Exercise directions ::
For the word "BindGroupBuilder", give the number of lines in these entries that contain it, with nothing else.

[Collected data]
- Opening Delimiter -
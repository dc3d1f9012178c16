use std::collections::HashMap;

use bytemuck::{Pod, Zeroable};
use itertools::iproduct;
use wgpu::util::DeviceExt;

use crate::{
    material::{MaterialId, MaterialManager, StandardMaterial, TextureSlot},
    rendering::{
        texture::{address_mode, GpuTexture},
        util::bind_group_builder::BindGroupBuilder,
    },
    texture::{TextureId, WrapMode},
};

/// This should match the `MaterialParams` struct in standard.wgsl
#[repr(C)]
#[derive(Clone, Copy, Debug, Pod, Zeroable)]
pub struct MaterialParams {
    /// Linear rgb, w unused
    pub color: [f32; 4],
    /// roughness, metalness, ao intensity, opacity
    pub surface: [f32; 4],
    /// displacement scale, displacement bias, normal scale xy
    pub displacement: [f32; 4],
    /// UV scale per texture slot, two slots per vec4 in slot order
    pub uv_repeat: [[f32; 4]; 4],
}

impl MaterialParams {
    pub fn new(material: &StandardMaterial, manager: &MaterialManager) -> Self {
        let mut uv_repeat = [[1.0; 4]; 4];
        for (index, slot) in TextureSlot::ALL.iter().enumerate() {
            let repeat = manager.uv_repeat(material, *slot);
            let half = (index % 2) * 2;
            uv_repeat[index / 2][half] = repeat.x;
            uv_repeat[index / 2][half + 1] = repeat.y;
        }

        Self {
            color: material.color.linear().extend(1.0).to_array(),
            surface: [
                material.roughness,
                material.metalness,
                material.ao_map_intensity,
                material.opacity,
            ],
            displacement: [
                material.displacement_scale,
                material.displacement_bias,
                material.normal_scale.x,
                material.normal_scale.y,
            ],
            uv_repeat,
        }
    }
}

pub struct RenderMaterial {
    params_buffer: wgpu::Buffer,
    pub bind_group: wgpu::BindGroup,
}

/// Fallbacks for empty slots. A white colour, ao, roughness or metalness map leaves
/// the scalar factor unchanged; the normal map is flat and displacement zero.
struct DefaultTextures {
    white: GpuTexture,
    flat_normal: GpuTexture,
    black: GpuTexture,
}

impl DefaultTextures {
    fn new(device: &wgpu::Device, queue: &wgpu::Queue) -> Self {
        Self {
            white: GpuTexture::solid(device, queue, "Default texture (white)", [255; 4]),
            flat_normal: GpuTexture::solid(
                device,
                queue,
                "Default texture (normal)",
                [127, 127, 255, 255],
            ),
            black: GpuTexture::solid(device, queue, "Default texture (black)", [0, 0, 0, 255]),
        }
    }

    fn for_slot(&self, slot: TextureSlot) -> &GpuTexture {
        match slot {
            TextureSlot::Normal => &self.flat_normal,
            TextureSlot::Displacement => &self.black,
            _ => &self.white,
        }
    }
}

struct LoadedTexture {
    texture: GpuTexture,
    wrap: (WrapMode, WrapMode),
}

/// Everything a material bind group can point at.
struct TextureBindings {
    textures: HashMap<TextureId, LoadedTexture>,
    defaults: DefaultTextures,
    samplers: HashMap<(WrapMode, WrapMode), wgpu::Sampler>,
}

const WRAP_MODES: [WrapMode; 3] = [
    WrapMode::ClampToEdge,
    WrapMode::Repeat,
    WrapMode::MirroredRepeat,
];

impl TextureBindings {
    fn new(device: &wgpu::Device, queue: &wgpu::Queue) -> Self {
        let samplers = iproduct!(WRAP_MODES, WRAP_MODES)
            .map(|(wrap_s, wrap_t)| ((wrap_s, wrap_t), create_sampler(device, wrap_s, wrap_t)))
            .collect();

        Self {
            textures: HashMap::new(),
            defaults: DefaultTextures::new(device, queue),
            samplers,
        }
    }

    fn slot(
        &self,
        material: &StandardMaterial,
        slot: TextureSlot,
    ) -> (&wgpu::TextureView, &wgpu::Sampler) {
        let loaded = material.texture(slot).and_then(|id| self.textures.get(&id));
        let (texture, wrap) = match loaded {
            Some(loaded) => (&loaded.texture, loaded.wrap),
            None => (self.defaults.for_slot(slot), Default::default()),
        };

        // Every wrap combination is created up front
        (&texture.view, &self.samplers[&wrap])
    }

    /// Binding 0 holds the parameters, then each slot takes a texture and a sampler.
    fn builder<'a>(
        &'a self,
        material: &'a StandardMaterial,
        params_buffer: &'a wgpu::Buffer,
    ) -> BindGroupBuilder<'a> {
        let mut builder =
            BindGroupBuilder::new(&material.name, wgpu::ShaderStages::VERTEX_FRAGMENT)
                .uniform(0, params_buffer);

        for (index, slot) in TextureSlot::ALL.iter().enumerate() {
            let binding = 1 + index as u32 * 2;
            let (view, sampler) = self.slot(material, *slot);
            builder = builder.texture(binding, view).sampler(binding + 1, sampler);
        }

        builder
    }
}

pub struct RenderMaterialManager {
    device: wgpu::Device,
    queue: wgpu::Queue,

    bindings: TextureBindings,
    materials: HashMap<MaterialId, RenderMaterial>,
    fallback: RenderMaterial,

    bind_group_layout: wgpu::BindGroupLayout,
}

impl RenderMaterialManager {
    pub fn new(device: &wgpu::Device, queue: &wgpu::Queue) -> Self {
        let bindings = TextureBindings::new(device, queue);

        // The layout is derived from a plain material so it always matches the builder
        let fallback_material = StandardMaterial {
            name: String::from("Fallback"),
            ..Default::default()
        };
        let params = MaterialParams::new(&fallback_material, &MaterialManager::new());
        let params_buffer = create_params_buffer(device, &fallback_material.name, params);

        let builder = bindings.builder(&fallback_material, &params_buffer);
        let bind_group_layout = builder.layout(device);
        let bind_group = builder.bind_group(device, &bind_group_layout);

        Self {
            device: device.clone(),
            queue: queue.clone(),
            bindings,
            materials: HashMap::new(),
            fallback: RenderMaterial {
                params_buffer,
                bind_group,
            },
            bind_group_layout,
        }
    }

    /// Uploads every texture and material in the manager. Already uploaded ones are kept.
    pub fn load_all(&mut self, manager: &MaterialManager) {
        for (id, texture) in manager.textures() {
            if self.bindings.textures.contains_key(&id) {
                continue;
            }

            log::debug!("Uploading texture {}", texture.name);
            let loaded = LoadedTexture {
                texture: GpuTexture::from_asset(&self.device, &self.queue, texture),
                wrap: (texture.wrap_s, texture.wrap_t),
            };
            self.bindings.textures.insert(id, loaded);
        }

        for (id, material) in manager.materials() {
            if self.materials.contains_key(&id) {
                continue;
            }

            let params = MaterialParams::new(material, manager);
            let params_buffer = create_params_buffer(&self.device, &material.name, params);
            let bind_group = self
                .bindings
                .builder(material, &params_buffer)
                .bind_group(&self.device, &self.bind_group_layout);

            self.materials.insert(
                id,
                RenderMaterial {
                    params_buffer,
                    bind_group,
                },
            );
        }

        log::info!(
            "Loaded {} materials and {} textures",
            self.materials.len(),
            self.bindings.textures.len()
        );
    }

    /// Rewrites material parameters so edits made at runtime show up.
    pub fn update_params(&self, manager: &MaterialManager) {
        for (id, material) in manager.materials() {
            if let Some(render_material) = self.materials.get(&id) {
                self.queue.write_buffer(
                    &render_material.params_buffer,
                    0,
                    bytemuck::cast_slice(&[MaterialParams::new(material, manager)]),
                );
            }
        }
    }

    pub fn bind_group_layout(&self) -> &wgpu::BindGroupLayout {
        &self.bind_group_layout
    }

    /// GPU material for `id`, or a plain white material if it was never loaded.
    pub fn material(&self, id: MaterialId) -> &RenderMaterial {
        self.materials.get(&id).unwrap_or(&self.fallback)
    }
}

fn create_params_buffer(
    device: &wgpu::Device,
    name: &str,
    params: MaterialParams,
) -> wgpu::Buffer {
    device.create_buffer_init(&wgpu::util::BufferInitDescriptor {
        label: Some(&format!("Material params ({})", name)),
        contents: bytemuck::cast_slice(&[params]),
        usage: wgpu::BufferUsages::UNIFORM | wgpu::BufferUsages::COPY_DST,
    })
}

fn create_sampler(device: &wgpu::Device, wrap_s: WrapMode, wrap_t: WrapMode) -> wgpu::Sampler {
    device.create_sampler(&wgpu::SamplerDescriptor {
        label: Some(&format!("Sampler ({:?}, {:?})", wrap_s, wrap_t)),
        address_mode_u: address_mode(wrap_s),
        address_mode_v: address_mode(wrap_t),
        address_mode_w: wgpu::AddressMode::ClampToEdge,
        mag_filter: wgpu::FilterMode::Linear,
        min_filter: wgpu::FilterMode::Linear,
        mipmap_filter: wgpu::FilterMode::Linear,
        lod_min_clamp: 0.0,
        lod_max_clamp: 32.0,
        compare: None,
        anisotropy_clamp: 1,
        border_color: None,
    })
}

#[cfg(test)]
mod tests {
    use glam::Vec2;

    use super::*;
    use crate::{color::Color, texture::TextureAsset};

    #[test]
    fn params_pack_scalars() {
        let material = StandardMaterial {
            color: Color::from_hex("#ffffff").unwrap(),
            roughness: 0.25,
            metalness: 0.5,
            ao_map_intensity: 0.75,
            opacity: 0.9,
            displacement_scale: 0.3,
            displacement_bias: -0.2,
            normal_scale: Vec2::new(1.0, -1.0),
            ..Default::default()
        };

        let params = MaterialParams::new(&material, &MaterialManager::new());

        assert_eq!(params.surface, [0.25, 0.5, 0.75, 0.9]);
        assert_eq!(params.displacement, [0.3, -0.2, 1.0, -1.0]);
        assert!((params.color[0] - 1.0).abs() < 1e-5);
        assert_eq!(params.uv_repeat, [[1.0; 4]; 4]);
    }

    #[test]
    fn uv_repeat_is_packed_in_slot_order() {
        let mut manager = MaterialManager::new();
        let mut tiled = TextureAsset::placeholder("tiled");
        tiled.set_repeat_wrapping(Vec2::splat(8.0));
        let tiled = manager.add_texture(tiled);
        let alpha = manager.add_texture(TextureAsset::placeholder("alpha"));

        let material = StandardMaterial {
            map: Some(tiled),
            alpha_map: Some(alpha),
            normal_map: Some(tiled),
            displacement_map: Some(tiled),
            ..Default::default()
        };

        let params = MaterialParams::new(&material, &manager);

        // color | alpha
        assert_eq!(params.uv_repeat[0], [8.0, 8.0, 1.0, 1.0]);
        // metalness | normal
        assert_eq!(params.uv_repeat[2], [1.0, 1.0, 8.0, 8.0]);
        // displacement | unused
        assert_eq!(params.uv_repeat[3], [8.0, 8.0, 1.0, 1.0]);
    }

    #[test]
    fn params_size_matches_wgsl_layout() {
        assert_eq!(std::mem::size_of::<MaterialParams>(), 112);
    }
}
- Closing Delimiter -
Written answer ::
3